BEGIN RECORDS FOR THE TASK

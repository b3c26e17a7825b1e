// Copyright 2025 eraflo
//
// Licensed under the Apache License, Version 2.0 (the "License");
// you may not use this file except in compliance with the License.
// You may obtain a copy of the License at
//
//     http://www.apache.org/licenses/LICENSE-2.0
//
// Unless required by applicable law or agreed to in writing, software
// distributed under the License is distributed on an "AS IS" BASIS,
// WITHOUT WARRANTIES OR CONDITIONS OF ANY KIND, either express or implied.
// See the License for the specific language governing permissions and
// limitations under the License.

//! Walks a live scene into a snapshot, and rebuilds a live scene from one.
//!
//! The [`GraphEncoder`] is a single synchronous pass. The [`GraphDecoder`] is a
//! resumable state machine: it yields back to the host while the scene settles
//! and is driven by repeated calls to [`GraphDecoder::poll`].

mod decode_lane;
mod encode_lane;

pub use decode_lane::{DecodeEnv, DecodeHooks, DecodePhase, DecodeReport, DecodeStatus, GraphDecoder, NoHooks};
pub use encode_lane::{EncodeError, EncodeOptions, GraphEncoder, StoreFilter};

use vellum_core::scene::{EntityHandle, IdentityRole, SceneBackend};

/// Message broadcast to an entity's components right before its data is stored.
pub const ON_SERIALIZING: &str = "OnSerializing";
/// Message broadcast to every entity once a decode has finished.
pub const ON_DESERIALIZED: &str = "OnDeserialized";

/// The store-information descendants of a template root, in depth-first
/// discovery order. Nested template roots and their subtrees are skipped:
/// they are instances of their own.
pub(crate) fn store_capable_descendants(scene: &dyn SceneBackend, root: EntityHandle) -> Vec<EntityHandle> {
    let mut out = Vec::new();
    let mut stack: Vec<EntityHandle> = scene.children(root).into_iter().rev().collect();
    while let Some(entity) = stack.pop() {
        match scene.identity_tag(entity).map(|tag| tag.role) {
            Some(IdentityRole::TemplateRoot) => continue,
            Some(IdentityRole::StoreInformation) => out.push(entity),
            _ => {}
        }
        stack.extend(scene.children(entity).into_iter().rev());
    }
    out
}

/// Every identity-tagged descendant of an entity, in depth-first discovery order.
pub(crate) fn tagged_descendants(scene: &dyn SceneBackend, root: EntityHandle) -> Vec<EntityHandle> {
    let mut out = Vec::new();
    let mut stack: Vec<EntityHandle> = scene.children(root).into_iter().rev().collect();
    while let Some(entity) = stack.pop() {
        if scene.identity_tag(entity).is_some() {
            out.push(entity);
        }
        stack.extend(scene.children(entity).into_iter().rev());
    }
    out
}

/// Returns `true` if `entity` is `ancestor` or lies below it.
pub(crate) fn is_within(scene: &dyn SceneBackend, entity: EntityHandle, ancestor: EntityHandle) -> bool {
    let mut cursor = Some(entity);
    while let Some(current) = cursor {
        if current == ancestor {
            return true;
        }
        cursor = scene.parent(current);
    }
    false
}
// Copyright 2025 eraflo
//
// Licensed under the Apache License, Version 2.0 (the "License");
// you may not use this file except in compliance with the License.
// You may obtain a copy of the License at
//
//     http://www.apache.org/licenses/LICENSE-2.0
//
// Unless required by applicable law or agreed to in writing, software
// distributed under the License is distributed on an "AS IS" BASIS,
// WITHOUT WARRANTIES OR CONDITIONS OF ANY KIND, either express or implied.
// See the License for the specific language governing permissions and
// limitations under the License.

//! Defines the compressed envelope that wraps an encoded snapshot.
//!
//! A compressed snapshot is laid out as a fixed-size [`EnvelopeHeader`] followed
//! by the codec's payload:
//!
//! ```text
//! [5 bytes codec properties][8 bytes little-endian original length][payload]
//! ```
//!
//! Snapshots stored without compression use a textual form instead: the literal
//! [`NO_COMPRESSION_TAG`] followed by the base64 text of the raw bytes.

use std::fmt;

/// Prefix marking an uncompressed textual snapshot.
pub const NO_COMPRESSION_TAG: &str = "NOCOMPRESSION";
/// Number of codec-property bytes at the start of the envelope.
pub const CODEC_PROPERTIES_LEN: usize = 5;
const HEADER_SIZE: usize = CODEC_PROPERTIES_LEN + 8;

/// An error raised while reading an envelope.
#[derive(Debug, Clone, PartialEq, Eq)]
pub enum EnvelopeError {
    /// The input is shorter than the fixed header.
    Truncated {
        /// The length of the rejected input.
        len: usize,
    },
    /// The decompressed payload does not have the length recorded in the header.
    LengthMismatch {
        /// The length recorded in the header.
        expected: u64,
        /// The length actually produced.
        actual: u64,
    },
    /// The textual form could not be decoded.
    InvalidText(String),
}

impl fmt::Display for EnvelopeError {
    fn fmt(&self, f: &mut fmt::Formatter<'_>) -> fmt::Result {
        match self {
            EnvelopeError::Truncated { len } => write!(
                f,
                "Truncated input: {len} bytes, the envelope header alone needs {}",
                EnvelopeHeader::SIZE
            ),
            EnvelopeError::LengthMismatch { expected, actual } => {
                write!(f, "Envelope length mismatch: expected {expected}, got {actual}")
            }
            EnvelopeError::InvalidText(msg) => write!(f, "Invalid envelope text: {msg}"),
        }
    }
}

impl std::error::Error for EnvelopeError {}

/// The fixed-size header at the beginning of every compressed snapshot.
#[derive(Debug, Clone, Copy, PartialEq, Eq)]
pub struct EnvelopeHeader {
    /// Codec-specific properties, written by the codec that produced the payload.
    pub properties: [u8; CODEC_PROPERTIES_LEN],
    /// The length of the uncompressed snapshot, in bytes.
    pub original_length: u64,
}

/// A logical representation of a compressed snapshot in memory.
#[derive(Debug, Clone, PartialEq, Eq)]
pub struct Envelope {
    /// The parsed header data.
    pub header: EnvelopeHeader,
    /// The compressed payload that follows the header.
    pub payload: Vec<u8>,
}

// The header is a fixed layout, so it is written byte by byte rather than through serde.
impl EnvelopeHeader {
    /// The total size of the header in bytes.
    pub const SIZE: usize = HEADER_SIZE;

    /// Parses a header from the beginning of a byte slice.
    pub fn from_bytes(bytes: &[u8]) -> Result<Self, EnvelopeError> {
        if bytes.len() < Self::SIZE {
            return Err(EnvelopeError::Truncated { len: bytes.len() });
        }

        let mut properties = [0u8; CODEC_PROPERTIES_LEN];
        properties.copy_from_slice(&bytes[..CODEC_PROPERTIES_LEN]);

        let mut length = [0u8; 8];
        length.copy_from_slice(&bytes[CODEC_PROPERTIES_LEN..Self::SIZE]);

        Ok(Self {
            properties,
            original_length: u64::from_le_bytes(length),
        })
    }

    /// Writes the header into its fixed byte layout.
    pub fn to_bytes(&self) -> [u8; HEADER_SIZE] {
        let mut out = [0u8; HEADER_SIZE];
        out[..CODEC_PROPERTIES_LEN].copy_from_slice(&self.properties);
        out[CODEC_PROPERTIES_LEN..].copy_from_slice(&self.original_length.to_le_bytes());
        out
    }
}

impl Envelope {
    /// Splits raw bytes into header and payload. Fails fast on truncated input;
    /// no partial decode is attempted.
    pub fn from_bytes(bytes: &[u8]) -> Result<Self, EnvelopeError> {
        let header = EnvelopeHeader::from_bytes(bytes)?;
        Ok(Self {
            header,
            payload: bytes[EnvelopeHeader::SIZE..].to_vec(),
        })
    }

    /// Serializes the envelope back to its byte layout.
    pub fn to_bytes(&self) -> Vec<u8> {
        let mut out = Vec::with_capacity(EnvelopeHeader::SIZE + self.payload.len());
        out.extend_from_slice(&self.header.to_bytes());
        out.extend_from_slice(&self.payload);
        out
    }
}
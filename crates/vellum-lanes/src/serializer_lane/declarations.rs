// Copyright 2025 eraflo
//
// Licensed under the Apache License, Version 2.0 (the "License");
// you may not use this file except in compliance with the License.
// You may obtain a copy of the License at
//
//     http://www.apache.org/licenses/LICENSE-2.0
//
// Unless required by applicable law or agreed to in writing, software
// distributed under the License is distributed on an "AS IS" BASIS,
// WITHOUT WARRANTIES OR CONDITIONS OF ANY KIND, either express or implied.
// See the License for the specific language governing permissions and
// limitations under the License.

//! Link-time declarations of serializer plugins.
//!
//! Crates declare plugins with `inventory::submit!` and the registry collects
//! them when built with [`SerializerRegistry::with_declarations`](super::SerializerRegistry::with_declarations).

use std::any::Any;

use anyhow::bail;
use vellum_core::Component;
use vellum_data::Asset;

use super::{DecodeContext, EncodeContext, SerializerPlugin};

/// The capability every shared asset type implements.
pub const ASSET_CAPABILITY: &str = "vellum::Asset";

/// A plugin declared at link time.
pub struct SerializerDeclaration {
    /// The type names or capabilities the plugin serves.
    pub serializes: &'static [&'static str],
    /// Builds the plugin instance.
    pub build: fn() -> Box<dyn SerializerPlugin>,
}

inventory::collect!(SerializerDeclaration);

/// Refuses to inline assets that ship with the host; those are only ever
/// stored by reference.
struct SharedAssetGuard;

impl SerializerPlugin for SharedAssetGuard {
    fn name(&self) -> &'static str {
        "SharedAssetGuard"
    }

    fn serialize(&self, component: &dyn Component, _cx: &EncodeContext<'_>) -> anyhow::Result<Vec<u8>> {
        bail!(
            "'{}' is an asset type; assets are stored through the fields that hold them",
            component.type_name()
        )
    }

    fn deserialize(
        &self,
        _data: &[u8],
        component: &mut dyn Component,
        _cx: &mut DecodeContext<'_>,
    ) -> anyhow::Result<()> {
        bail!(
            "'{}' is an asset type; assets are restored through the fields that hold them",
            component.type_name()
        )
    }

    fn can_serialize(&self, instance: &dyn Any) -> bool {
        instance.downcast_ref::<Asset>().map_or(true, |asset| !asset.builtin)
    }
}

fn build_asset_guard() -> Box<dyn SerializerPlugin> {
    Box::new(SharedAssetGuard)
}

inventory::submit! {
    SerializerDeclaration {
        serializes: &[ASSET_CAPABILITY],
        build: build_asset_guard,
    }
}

END RECORDS FOR THE TASK
BEGIN RECORDS FOR THE TASK

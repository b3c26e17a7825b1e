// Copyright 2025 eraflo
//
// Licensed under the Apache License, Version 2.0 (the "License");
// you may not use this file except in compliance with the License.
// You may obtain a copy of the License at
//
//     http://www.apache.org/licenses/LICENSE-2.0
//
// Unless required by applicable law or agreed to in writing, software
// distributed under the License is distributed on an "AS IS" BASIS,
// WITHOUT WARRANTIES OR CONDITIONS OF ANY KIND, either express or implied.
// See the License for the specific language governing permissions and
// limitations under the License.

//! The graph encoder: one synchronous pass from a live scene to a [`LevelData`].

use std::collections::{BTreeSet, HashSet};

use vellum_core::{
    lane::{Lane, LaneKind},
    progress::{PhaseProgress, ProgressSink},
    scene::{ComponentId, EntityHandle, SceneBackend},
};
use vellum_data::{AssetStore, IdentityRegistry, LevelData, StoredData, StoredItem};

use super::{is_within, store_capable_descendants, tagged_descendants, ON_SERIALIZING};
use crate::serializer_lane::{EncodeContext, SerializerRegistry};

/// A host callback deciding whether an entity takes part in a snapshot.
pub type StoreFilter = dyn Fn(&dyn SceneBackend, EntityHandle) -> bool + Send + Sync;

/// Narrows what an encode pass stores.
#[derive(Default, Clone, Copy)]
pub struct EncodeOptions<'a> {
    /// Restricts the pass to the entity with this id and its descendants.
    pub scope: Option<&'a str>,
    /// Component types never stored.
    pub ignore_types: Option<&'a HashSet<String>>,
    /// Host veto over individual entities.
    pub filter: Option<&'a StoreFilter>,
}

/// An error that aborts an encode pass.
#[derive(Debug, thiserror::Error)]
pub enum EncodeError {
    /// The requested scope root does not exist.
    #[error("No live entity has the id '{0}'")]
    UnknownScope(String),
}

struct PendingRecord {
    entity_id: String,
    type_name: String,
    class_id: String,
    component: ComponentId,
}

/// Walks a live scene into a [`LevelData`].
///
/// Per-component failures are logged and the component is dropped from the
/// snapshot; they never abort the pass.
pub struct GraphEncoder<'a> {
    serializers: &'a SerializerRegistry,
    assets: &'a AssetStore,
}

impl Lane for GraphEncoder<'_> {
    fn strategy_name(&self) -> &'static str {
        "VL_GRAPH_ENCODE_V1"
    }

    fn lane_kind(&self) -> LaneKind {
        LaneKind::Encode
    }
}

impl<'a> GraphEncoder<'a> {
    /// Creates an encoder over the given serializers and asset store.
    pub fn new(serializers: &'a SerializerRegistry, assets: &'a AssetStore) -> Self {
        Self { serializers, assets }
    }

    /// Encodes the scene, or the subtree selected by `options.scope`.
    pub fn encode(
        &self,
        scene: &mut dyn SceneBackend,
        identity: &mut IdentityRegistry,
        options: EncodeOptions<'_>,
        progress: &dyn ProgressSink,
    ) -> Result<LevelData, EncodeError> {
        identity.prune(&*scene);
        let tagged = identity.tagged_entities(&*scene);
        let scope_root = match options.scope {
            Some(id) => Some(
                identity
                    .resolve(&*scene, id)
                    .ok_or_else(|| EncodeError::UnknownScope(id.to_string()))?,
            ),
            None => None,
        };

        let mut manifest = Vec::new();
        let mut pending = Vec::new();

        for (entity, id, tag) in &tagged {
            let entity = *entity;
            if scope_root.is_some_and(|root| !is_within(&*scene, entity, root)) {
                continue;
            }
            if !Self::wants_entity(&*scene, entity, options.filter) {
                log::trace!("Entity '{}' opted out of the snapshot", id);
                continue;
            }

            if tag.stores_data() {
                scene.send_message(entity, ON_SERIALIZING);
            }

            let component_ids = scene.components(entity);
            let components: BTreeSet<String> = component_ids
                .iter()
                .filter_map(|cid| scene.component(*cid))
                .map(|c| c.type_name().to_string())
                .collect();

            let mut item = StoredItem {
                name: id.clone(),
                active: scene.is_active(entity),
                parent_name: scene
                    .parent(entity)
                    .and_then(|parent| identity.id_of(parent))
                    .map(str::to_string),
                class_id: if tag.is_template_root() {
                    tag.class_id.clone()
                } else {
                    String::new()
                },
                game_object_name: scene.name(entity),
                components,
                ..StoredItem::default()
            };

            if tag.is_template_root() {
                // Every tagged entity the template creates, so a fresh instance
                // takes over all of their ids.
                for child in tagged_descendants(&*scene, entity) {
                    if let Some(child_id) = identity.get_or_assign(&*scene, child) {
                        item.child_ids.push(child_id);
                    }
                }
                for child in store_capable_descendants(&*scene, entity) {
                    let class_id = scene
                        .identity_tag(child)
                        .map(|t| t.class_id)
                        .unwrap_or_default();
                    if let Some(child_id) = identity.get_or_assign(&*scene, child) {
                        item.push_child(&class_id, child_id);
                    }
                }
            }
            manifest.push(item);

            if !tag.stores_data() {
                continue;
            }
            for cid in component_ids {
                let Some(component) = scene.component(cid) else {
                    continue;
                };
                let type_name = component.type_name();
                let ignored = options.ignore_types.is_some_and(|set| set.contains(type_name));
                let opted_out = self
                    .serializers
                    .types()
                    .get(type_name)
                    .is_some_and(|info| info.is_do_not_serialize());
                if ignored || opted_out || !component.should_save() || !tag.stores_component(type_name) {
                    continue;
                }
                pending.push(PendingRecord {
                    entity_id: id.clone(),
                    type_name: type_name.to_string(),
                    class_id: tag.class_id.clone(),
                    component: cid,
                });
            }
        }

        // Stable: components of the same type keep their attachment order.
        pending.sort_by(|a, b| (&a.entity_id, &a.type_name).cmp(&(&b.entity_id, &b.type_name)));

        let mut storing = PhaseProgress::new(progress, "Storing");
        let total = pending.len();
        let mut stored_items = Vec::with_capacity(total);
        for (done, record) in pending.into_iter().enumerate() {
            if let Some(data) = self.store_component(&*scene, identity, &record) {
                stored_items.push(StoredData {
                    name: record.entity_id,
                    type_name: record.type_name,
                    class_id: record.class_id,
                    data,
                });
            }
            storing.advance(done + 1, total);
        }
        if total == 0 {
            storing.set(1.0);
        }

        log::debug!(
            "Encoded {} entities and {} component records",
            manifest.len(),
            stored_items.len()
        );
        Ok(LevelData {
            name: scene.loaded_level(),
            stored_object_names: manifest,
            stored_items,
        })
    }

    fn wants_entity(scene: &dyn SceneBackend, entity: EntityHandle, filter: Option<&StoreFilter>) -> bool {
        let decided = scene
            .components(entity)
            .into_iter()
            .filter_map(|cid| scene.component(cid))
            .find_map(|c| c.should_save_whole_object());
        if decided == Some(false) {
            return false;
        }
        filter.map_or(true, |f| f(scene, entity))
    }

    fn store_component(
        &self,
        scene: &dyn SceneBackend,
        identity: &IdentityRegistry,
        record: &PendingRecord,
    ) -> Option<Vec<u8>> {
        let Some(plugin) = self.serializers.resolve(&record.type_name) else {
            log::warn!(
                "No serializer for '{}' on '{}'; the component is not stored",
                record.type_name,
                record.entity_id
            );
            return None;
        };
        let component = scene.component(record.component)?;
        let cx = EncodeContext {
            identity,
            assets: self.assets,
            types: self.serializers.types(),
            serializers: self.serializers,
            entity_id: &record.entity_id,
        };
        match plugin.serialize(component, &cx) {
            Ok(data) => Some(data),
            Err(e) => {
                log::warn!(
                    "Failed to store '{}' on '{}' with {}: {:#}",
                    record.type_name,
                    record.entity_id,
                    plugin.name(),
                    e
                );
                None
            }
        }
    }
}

END RECORDS FOR THE TASK
BEGIN RECORDS FOR THE TASK

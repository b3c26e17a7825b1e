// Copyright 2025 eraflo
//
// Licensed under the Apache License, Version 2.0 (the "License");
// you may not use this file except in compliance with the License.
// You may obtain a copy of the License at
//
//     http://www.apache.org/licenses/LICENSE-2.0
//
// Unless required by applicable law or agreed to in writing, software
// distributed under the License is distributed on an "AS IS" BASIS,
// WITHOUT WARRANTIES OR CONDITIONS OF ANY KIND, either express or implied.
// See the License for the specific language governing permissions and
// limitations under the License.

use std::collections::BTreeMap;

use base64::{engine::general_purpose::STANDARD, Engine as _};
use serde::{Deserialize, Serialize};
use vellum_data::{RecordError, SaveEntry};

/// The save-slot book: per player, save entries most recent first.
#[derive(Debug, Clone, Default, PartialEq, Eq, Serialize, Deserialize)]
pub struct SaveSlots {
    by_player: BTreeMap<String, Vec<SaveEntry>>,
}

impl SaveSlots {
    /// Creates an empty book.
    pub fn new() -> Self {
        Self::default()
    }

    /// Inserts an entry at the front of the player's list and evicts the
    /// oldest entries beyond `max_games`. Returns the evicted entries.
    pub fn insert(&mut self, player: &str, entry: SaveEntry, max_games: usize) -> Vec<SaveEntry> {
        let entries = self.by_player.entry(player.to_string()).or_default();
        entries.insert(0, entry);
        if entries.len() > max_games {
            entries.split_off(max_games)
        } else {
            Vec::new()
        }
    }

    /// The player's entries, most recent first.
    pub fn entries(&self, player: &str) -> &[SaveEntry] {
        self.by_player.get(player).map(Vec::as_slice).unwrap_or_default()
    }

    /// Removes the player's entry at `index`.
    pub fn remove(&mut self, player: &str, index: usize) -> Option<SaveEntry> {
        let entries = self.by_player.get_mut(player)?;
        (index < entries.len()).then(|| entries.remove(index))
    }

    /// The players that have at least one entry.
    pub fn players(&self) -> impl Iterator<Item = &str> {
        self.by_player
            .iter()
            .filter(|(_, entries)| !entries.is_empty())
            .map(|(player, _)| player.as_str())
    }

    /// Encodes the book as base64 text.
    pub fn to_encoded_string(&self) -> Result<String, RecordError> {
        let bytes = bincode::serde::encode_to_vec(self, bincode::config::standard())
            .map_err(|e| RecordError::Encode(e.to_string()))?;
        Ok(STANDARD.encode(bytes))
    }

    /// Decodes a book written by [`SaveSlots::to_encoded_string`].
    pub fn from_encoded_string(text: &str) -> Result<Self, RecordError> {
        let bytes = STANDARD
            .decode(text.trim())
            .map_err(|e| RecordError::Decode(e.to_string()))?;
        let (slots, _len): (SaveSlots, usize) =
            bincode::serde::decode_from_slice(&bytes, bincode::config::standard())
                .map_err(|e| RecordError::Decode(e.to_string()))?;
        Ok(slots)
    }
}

END RECORDS FOR THE TASK

• [TASK BRIEF]: Lines from the entries that contain the word "SharedAssetGuard" are what the answer must hold.

• [WRITTEN RESPONSE]:
struct SharedAssetGuard;
impl SerializerPlugin for SharedAssetGuard {
        "SharedAssetGuard"
    Box::new(SharedAssetGuard)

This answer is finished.